I don’t know if anyone else has noticed, but modern military theorists, occasional generals and historians are currently debating the revolution in military affairs which is supposed to be happening at the moment. Quite what this is, I’m not sure. I suppose that it is related to the demise of the Cold War, the reduction in the perceived threat of mutual nuclear annihilation and the emergence of the United States as the military superpower, at least in so far a global projection of force is concerned. A few other factors, such as the emergence of global terrorism, the deployment of pilotless aircraft and the huge asymmetry in firepower deployed probably also make an impact.
So why are historians interested and involved? I think it is because they have a role in identifying previous revolutions in military affairs and, thus, are firstly sensitized to them and, secondly, hope to find something useful that may illuminate our current tactical and strategic situation.
When you start to look at the historiography, though, military revolutions proliferate. Leaving aside (probably foolishly) the twentieth century, there are still a fair number. Napoleon, it is said sparked one. So did Frederick the Great, although that is arguable. Gustavus Adolfus of Sweden was the original military revolutionary, with Maurice of Nassau coming up hard behind. Edward III of England is described as another, and, much further in the past, Iphicrates is another.
With so many military revolutions, it is perhaps hardly suprising that some sceptics have emerged, as well. The first issue is to as ‘what makes a military revolution?’ A number of suggestions have been made, such as advances in technology, for example the use of muskets or longbows over what came before, and of tactics, such as charging cavalry rather than caracoling cuirassiers. I’ve tackled the caracole issue before, I think, so I won’t rehash it here.
The problem is that what looks like a revolution from one perspective doesn’t from another. Muskets, for example, had been of increasing use over a century before Gustav Adolf appeared on the scene. I’d guess the Swiss pikemen at Biocca (1522) and Pavia (1525) would probably have conceded that firearms were quite useful. The sudden appearance of successful Swedish armies in the 1630’s seems to be less due to a military revolution and more to do with a funded, disciplined force under a commander of talent appearing in something of a power vacuum.
Another claimant for the title of military revolutionary is Iphicrates. It is claimed that he invented a whole new style of warfare when his peltasts mauled a Spartan more near Corinth in 390 BC. Now, granted, Iphicrates won great fame for this exploit, and based a career as a major military and political figure on it, but it was hardly unprecedented. Peltasts had been around since at least Pylos, according to Thucydides, in 425 BC, where they had proved their worth against Spartan hoplites. Indeed, assorted lighter troops, some of which may well have been peltasts, are often hanging around of the edge of Thucydides’ forces, but he only names peltasts specifically at this point. Did Iphicrates cause a military revolution? It would seem not, on balance.
So, was there ever a military revolution?

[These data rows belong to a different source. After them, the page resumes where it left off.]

use super::timer::{Scheduler, TimerHandle, TimerKind};
use serde::Serialize;
use std::time::Duration;

pub const SETTLE_DELAY: Duration = Duration::from_millis(1_000);
pub const DISMISS_DELAY: Duration = Duration::from_millis(2_500);

#[derive(Debug, Clone, Copy, PartialEq, Serialize)]
#[serde(tag = "status", rename_all = "snake_case")]
pub enum PaymentStatus {
    None,
    Due { fee: f64 },
    Processing { fee: f64 },
    Paid { fee: f64 },
}

#[derive(Debug, Clone, Copy, PartialEq)]
pub enum PaymentStep {
    Settled { fee: f64 },
    Closed,
    Stale,
}

/// Simulated payment prompt: due → processing → paid → closed.
#[derive(Debug)]
pub struct PaymentFlow {
    status: PaymentStatus,
    timer: Option<TimerHandle>,
    success: bool,
}

impl PaymentFlow {
    pub fn new() -> Self {
        Self {
            status: PaymentStatus::None,
            timer: None,
            success: false,
        }
    }

    pub fn status(&self) -> PaymentStatus {
        self.status
    }

    pub fn success(&self) -> bool {
        self.success
    }

    pub fn clear_success(&mut self) {
        self.success = false;
    }

    pub fn open(&mut self, fee: f64) {
        self.status = PaymentStatus::Due { fee };
        self.success = false;
    }

    /// Start processing a due payment. Returns `false` if nothing is due.
    pub fn begin<S: Scheduler>(&mut self, scheduler: &mut S) -> bool {
        let PaymentStatus::Due { fee } = self.status else {
            return false;
        };
        self.status = PaymentStatus::Processing { fee };
        self.timer = Some(scheduler.schedule(SETTLE_DELAY, TimerKind::PaymentSettle));
        true
    }

    pub fn on_timer<S: Scheduler>(&mut self, handle: TimerHandle, scheduler: &mut S) -> PaymentStep {
        if self.timer != Some(handle) {
            return PaymentStep::Stale;
        }
        self.timer = None;
        match self.status {
            PaymentStatus::Processing { fee } => {
                self.status = PaymentStatus::Paid { fee };
                self.success = true;
                self.timer = Some(scheduler.schedule(DISMISS_DELAY, TimerKind::PaymentDismiss));
                PaymentStep::Settled { fee }
            }
            PaymentStatus::Paid { .. } => {
                self.status = PaymentStatus::None;
                PaymentStep::Closed
            }
            PaymentStatus::None | PaymentStatus::Due { .. } => PaymentStep::Stale,
        }
    }

    /// Abandon a payment that has not started processing.
    pub fn cancel(&mut self) -> bool {
        if matches!(self.status, PaymentStatus::Due { .. }) {
            self.status = PaymentStatus::None;
            true
        } else {
            false
        }
    }

    pub fn abort<S: Scheduler>(&mut self, scheduler: &mut S) {
        if let Some(handle) = self.timer.take() {
            scheduler.cancel(handle);
        }
        self.status = PaymentStatus::None;
    }
}

impl Default for PaymentFlow {
    fn default() -> Self {
        Self::new()
    }
}
use crate::session::Session;
use std::collections::HashMap;
use std::path::PathBuf;
use std::sync::Mutex;
use thiserror::Error;

#[derive(Debug, Error)]
pub enum PersistError {
    #[error("history io error: {0}")]
    Io(#[from] std::io::Error),
    #[error("history encoding error: {0}")]
    Json(#[from] serde_json::Error),
    #[error("history store unavailable: {0}")]
    Unavailable(String),
}

/// Key-value persistence for the session history.
pub trait SessionPersistence {
    /// `Ok(None)` when nothing has been stored under `key` yet.
    fn load(&self, key: &str) -> Result<Option<Vec<Session>>, PersistError>;
    fn save(&self, key: &str, sessions: &[Session]) -> Result<(), PersistError>;

    /// Move an unreadable value out of the way so the next save cannot
    /// overwrite it. Stores with nothing to keep may ignore this.
    fn set_aside(&self, _key: &str) -> Result<(), PersistError> {
        Ok(())
    }
}

/// Stores each key as `<dir>/<key>.json`.
#[derive(Debug, Clone)]
pub struct JsonFileStore {
    dir: PathBuf,
}

impl JsonFileStore {
    pub fn new(dir: impl Into<PathBuf>) -> Self {
        Self { dir: dir.into() }
    }

    fn path_for(&self, key: &str) -> PathBuf {
        self.dir.join(format!("{key}.json"))
    }

    pub fn set_aside_path_for(&self, key: &str) -> PathBuf {
        self.dir.join(format!("{key}.json.corrupt"))
    }
}

impl SessionPersistence for JsonFileStore {
    fn load(&self, key: &str) -> Result<Option<Vec<Session>>, PersistError> {
        let path = self.path_for(key);
        let contents = match std::fs::read_to_string(&path) {
            Ok(contents) => contents,
            Err(err) if err.kind() == std::io::ErrorKind::NotFound => return Ok(None),
            Err(err) => return Err(err.into()),
        };
        Ok(Some(serde_json::from_str(&contents)?))
    }

    fn save(&self, key: &str, sessions: &[Session]) -> Result<(), PersistError> {
        std::fs::create_dir_all(&self.dir)?;
        let path = self.path_for(key);
        let tmp = path.with_extension("json.tmp");
        std::fs::write(&tmp, serde_json::to_vec(sessions)?)?;
        std::fs::rename(&tmp, &path)?;
        Ok(())
    }

    /// Renames `<key>.json` to `<key>.json.corrupt`, replacing any earlier copy.
    fn set_aside(&self, key: &str) -> Result<(), PersistError> {
        std::fs::rename(self.path_for(key), self.set_aside_path_for(key))?;
        Ok(())
    }
}

#[derive(Debug, Default)]
pub struct MemoryStore {
    entries: Mutex<HashMap<String, Vec<Session>>>,
}

impl MemoryStore {
    pub fn new() -> Self {
        Self::default()
    }

    pub fn with_sessions(key: &str, sessions: Vec<Session>) -> Self {
        let store = Self::new();
        if let Ok(mut entries) = store.entries.lock() {
            entries.insert(key.to_string(), sessions);
        }
        store
    }
}

impl SessionPersistence for MemoryStore {
    fn load(&self, key: &str) -> Result<Option<Vec<Session>>, PersistError> {
        let entries = self
            .entries
            .lock()
            .map_err(|_| PersistError::Unavailable("memory store lock poisoned".to_string()))?;
        Ok(entries.get(key).cloned())
    }

    fn save(&self, key: &str, sessions: &[Session]) -> Result<(), PersistError> {
        let mut entries = self
            .entries
            .lock()
            .map_err(|_| PersistError::Unavailable("memory store lock poisoned".to_string()))?;
        entries.insert(key.to_string(), sessions.to_vec());
        Ok(())
    }
}

impl<P: SessionPersistence + ?Sized> SessionPersistence for std::sync::Arc<P> {
    fn load(&self, key: &str) -> Result<Option<Vec<Session>>, PersistError> {
        (**self).load(key)
    }

    fn save(&self, key: &str, sessions: &[Session]) -> Result<(), PersistError> {
        (**self).save(key, sessions)
    }

    fn set_aside(&self, key: &str) -> Result<(), PersistError> {
        (**self).set_aside(key)
    }
}
//! Occupancy session tracking.
//!
//! Turns a stream of occupancy booleans into discrete parking sessions. A
//! vacant reading only ends a session after it has held for the exit debounce
//! window, and sessions shorter than the minimum duration are discarded as
//! sensor flicker. A completed session opens the payment flow; until that flow
//! concludes, occupancy input is ignored.

use crate::session::{Session, SessionTick, Tariff, TimestampMs};
use serde::Serialize;
use std::time::Duration;
use tracing::{debug, info, warn};

pub mod payment;
pub mod timer;

use payment::{PaymentFlow, PaymentStatus, PaymentStep};
use timer::{Clock, Scheduler, TimerHandle, TimerKind};

pub const DEFAULT_EXIT_DEBOUNCE: Duration = Duration::from_millis(1_500);
pub const DEFAULT_MIN_DURATION_SECS: f64 = 3.0;
pub const DEFAULT_HOURLY_RATE: f64 = 20.0;

#[derive(Debug, Clone, Copy, PartialEq, Eq, Serialize)]
#[serde(rename_all = "snake_case")]
pub enum SpotPhase {
    Vacant,
    Occupied,
    PendingExit,
    AwaitingPayment,
}

#[derive(Debug, Clone, Copy)]
pub struct TrackerSettings {
    pub tariff: Tariff,
    pub exit_debounce: Duration,
    pub min_duration_secs: f64,
}

impl Default for TrackerSettings {
    fn default() -> Self {
        Self {
            tariff: Tariff::new(DEFAULT_HOURLY_RATE),
            exit_debounce: DEFAULT_EXIT_DEBOUNCE,
            min_duration_secs: DEFAULT_MIN_DURATION_SECS,
        }
    }
}

#[derive(Debug, Clone, Copy, PartialEq)]
pub enum DiscardReason {
    /// No usable entry time when the exit was confirmed.
    InvalidEntry,
    TooShort { duration_secs: f64 },
}

#[derive(Debug, Clone, PartialEq)]
pub enum TrackerUpdate {
    Unchanged,
    /// Input arrived while a completed session is waiting on payment.
    Ignored,
    Entered { start: TimestampMs },
    ExitPending,
    ExitReverted { start: TimestampMs },
    Completed(Session),
    Discarded(DiscardReason),
    PaymentStarted,
    PaymentSettled { fee: f64 },
    PaymentClosed,
    PaymentCancelled,
    Reset,
}

#[derive(Debug, Clone, Copy, PartialEq, Serialize)]
pub struct TrackerSnapshot {
    pub phase: SpotPhase,
    pub entry_time: Option<TimestampMs>,
    pub tick: Option<SessionTick>,
    pub payment: PaymentStatus,
    pub payment_success: bool,
}

pub struct SessionTracker<C, S> {
    clock: C,
    scheduler: S,
    settings: TrackerSettings,
    phase: SpotPhase,
    entry_time: Option<TimestampMs>,
    pending_exit: Option<TimerHandle>,
    payment: PaymentFlow,
}

impl<C: Clock, S: Scheduler> SessionTracker<C, S> {
    pub fn new(clock: C, scheduler: S, settings: TrackerSettings) -> Self {
        Self {
            clock,
            scheduler,
            settings,
            phase: SpotPhase::Vacant,
            entry_time: None,
            pending_exit: None,
            payment: PaymentFlow::new(),
        }
    }

    pub fn phase(&self) -> SpotPhase {
        self.phase
    }

    pub fn entry_time(&self) -> Option<TimestampMs> {
        self.entry_time
    }

    pub fn snapshot(&self) -> TrackerSnapshot {
        TrackerSnapshot {
            phase: self.phase,
            entry_time: self.entry_time,
            tick: self.tick(),
            payment: self.payment.status(),
            payment_success: self.payment.success(),
        }
    }

    pub fn handle_occupancy(&mut self, occupied: bool) -> TrackerUpdate {
        match (self.phase, occupied) {
            (SpotPhase::AwaitingPayment, _) => {
                debug!(occupied, "Ignoring occupancy while payment is pending");
                TrackerUpdate::Ignored
            }
            (SpotPhase::Vacant, true) => self.enter(),
            (SpotPhase::Occupied, false) => {
                self.cancel_pending_exit();
                let handle = self
                    .scheduler
                    .schedule(self.settings.exit_debounce, TimerKind::ExitDebounce);
                self.pending_exit = Some(handle);
                self.phase = SpotPhase::PendingExit;
                debug!(
                    debounce_ms = self.settings.exit_debounce.as_millis() as u64,
                    "Vacancy detected, debouncing exit"
                );
                TrackerUpdate::ExitPending
            }
            (SpotPhase::PendingExit, true) => {
                self.cancel_pending_exit();
                self.phase = SpotPhase::Occupied;
                let start = self.entry_time.unwrap_or_default();
                debug!(start, "Vacancy reverted within debounce window");
                TrackerUpdate::ExitReverted { start }
            }
            (SpotPhase::Vacant, false)
            | (SpotPhase::Occupied, true)
            | (SpotPhase::PendingExit, false) => TrackerUpdate::Unchanged,
        }
    }

    pub fn handle_timer(&mut self, handle: TimerHandle) -> TrackerUpdate {
        if self.phase == SpotPhase::PendingExit && self.pending_exit == Some(handle) {
            self.pending_exit = None;
            info!("Exit confirmed after debounce");
            return self.finalize();
        }

        match self.payment.on_timer(handle, &mut self.scheduler) {
            PaymentStep::Settled { fee } => {
                info!(fee, "Payment settled");
                TrackerUpdate::PaymentSettled { fee }
            }
            PaymentStep::Closed => {
                self.phase = SpotPhase::Vacant;
                debug!("Payment flow closed");
                TrackerUpdate::PaymentClosed
            }
            PaymentStep::Stale => {
                debug!(handle = handle.0, "Ignoring stale timer");
                TrackerUpdate::Unchanged
            }
        }
    }

    /// Demonstration toggle: enters when vacant, otherwise confirms the exit
    /// immediately without waiting for the debounce window.
    pub fn manual_toggle(&mut self) -> TrackerUpdate {
        match self.phase {
            SpotPhase::Vacant => self.enter(),
            SpotPhase::Occupied | SpotPhase::PendingExit => {
                self.cancel_pending_exit();
                info!("Exit confirmed by manual toggle");
                self.finalize()
            }
            SpotPhase::AwaitingPayment => TrackerUpdate::Ignored,
        }
    }

    pub fn pay(&mut self) -> TrackerUpdate {
        if self.phase == SpotPhase::AwaitingPayment && self.payment.begin(&mut self.scheduler) {
            info!("Payment processing");
            TrackerUpdate::PaymentStarted
        } else {
            TrackerUpdate::Ignored
        }
    }

    pub fn cancel_payment(&mut self) -> TrackerUpdate {
        if self.phase == SpotPhase::AwaitingPayment && self.payment.cancel() {
            self.phase = SpotPhase::Vacant;
            info!("Payment cancelled, sensing re-armed");
            TrackerUpdate::PaymentCancelled
        } else {
            TrackerUpdate::Ignored
        }
    }

    /// Drop every transient state and return to vacant.
    pub fn reset(&mut self) -> TrackerUpdate {
        self.cancel_pending_exit();
        self.payment.abort(&mut self.scheduler);
        self.payment.clear_success();
        self.entry_time = None;
        self.phase = SpotPhase::Vacant;
        info!("Tracker reset");
        TrackerUpdate::Reset
    }

    /// Elapsed time and running fee; keeps counting through a pending exit.
    pub fn tick(&self) -> Option<SessionTick> {
        if !matches!(self.phase, SpotPhase::Occupied | SpotPhase::PendingExit) {
            return None;
        }
        let start = self.entry_time?;
        let elapsed_secs = self.clock.now_ms().saturating_sub(start) / 1000;
        Some(SessionTick {
            elapsed_secs,
            fee: self.settings.tariff.fee_for(elapsed_secs as f64),
        })
    }

    fn enter(&mut self) -> TrackerUpdate {
        let start = self.clock.now_ms();
        self.cancel_pending_exit();
        self.entry_time = Some(start);
        self.payment.clear_success();
        self.phase = SpotPhase::Occupied;
        info!(start, "Vehicle entered");
        TrackerUpdate::Entered { start }
    }

    fn cancel_pending_exit(&mut self) {
        if let Some(handle) = self.pending_exit.take() {
            self.scheduler.cancel(handle);
        }
    }

    fn finalize(&mut self) -> TrackerUpdate {
        let exit = self.clock.now_ms();
        let entry = self.entry_time.take();
        self.phase = SpotPhase::Vacant;

        let Some(session) =
            entry.and_then(|start| Session::from_bounds(start, exit, &self.settings.tariff))
        else {
            warn!(entry = ?entry, exit, "Invalid entry time, ignoring session");
            return TrackerUpdate::Discarded(DiscardReason::InvalidEntry);
        };

        if session.duration < self.settings.min_duration_secs {
            info!(
                duration_secs = session.duration,
                min_secs = self.settings.min_duration_secs,
                "Session too short, ignoring"
            );
            return TrackerUpdate::Discarded(DiscardReason::TooShort {
                duration_secs: session.duration,
            });
        }

        info!(
            start = session.start,
            end = session.end,
            duration_secs = session.duration,
            fee = session.fee,
            "Session completed"
        );
        self.payment.open(session.fee);
        self.phase = SpotPhase::AwaitingPayment;
        TrackerUpdate::Completed(session)
    }
}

I can’t really think of one, and the problem, of course, lies in the definition of the word ‘revolution’. From some perspectives, a decade or so can be revolutionary. But actually, as lived reality, a decade is quite a long time. Things seen from the perspective of a century can make a decade seem rapid, but not to those involved.
I suppose the most obvious candidates for military revolutions are the coming of gunpowder, and the tank. However, the first cannon were around from about the 14th century, but did not really become effective enough, in England at least, to displace the bow until the mid-sixteenth century. 250 years of evolution does not make a revolution.
The tank is perhaps more interesting. There is little doubt that the blitzkrieg tactics of 1939-40 caught everyone by surprise, including the Germans. As you probably know, however, they had been anticipated in military theory of the 1920s, and also tested in battle at Cambari (1917) and in the allied advance in late 1918. While the evolution of tank tactics was more rapid than that of gunpowder, 20 years or so is a fair time, so from the perspective of a single life, it was hardly a revolution.
In fact, the most likely cause of anyone crying ‘military revolution’ is ignorance of what passed before. Histoprians of the 17th century come over all vague when it comes to sixteenth century armies, while those of the sixteenth century are equally bemused by that fifteenth and so on. Therefore, the cry of revolution goes up whenever something that looks new appears on the battlefield. I have little doubt that the users of said technology or tactics would be bemused by the label.
So, as wargamers, where does this leave us? I’ve already grumbled extensively about excessive periodization and trying to pitch thousands of years into one rule set. The above may well sound like an argument to the contrary. I’m not sure it does, but we need not to look for revolutions, but to see how far evolution has gone. The British army in 1914, for example, was very different from that in 1916, and that was different from 1918. The royal army in 1642 was different from that in 1645. So we need to keep an eye on this, and not try to stretch our rule sets too far, while accepting that they can, and must be able to stretch a little as the armies of our period evolve.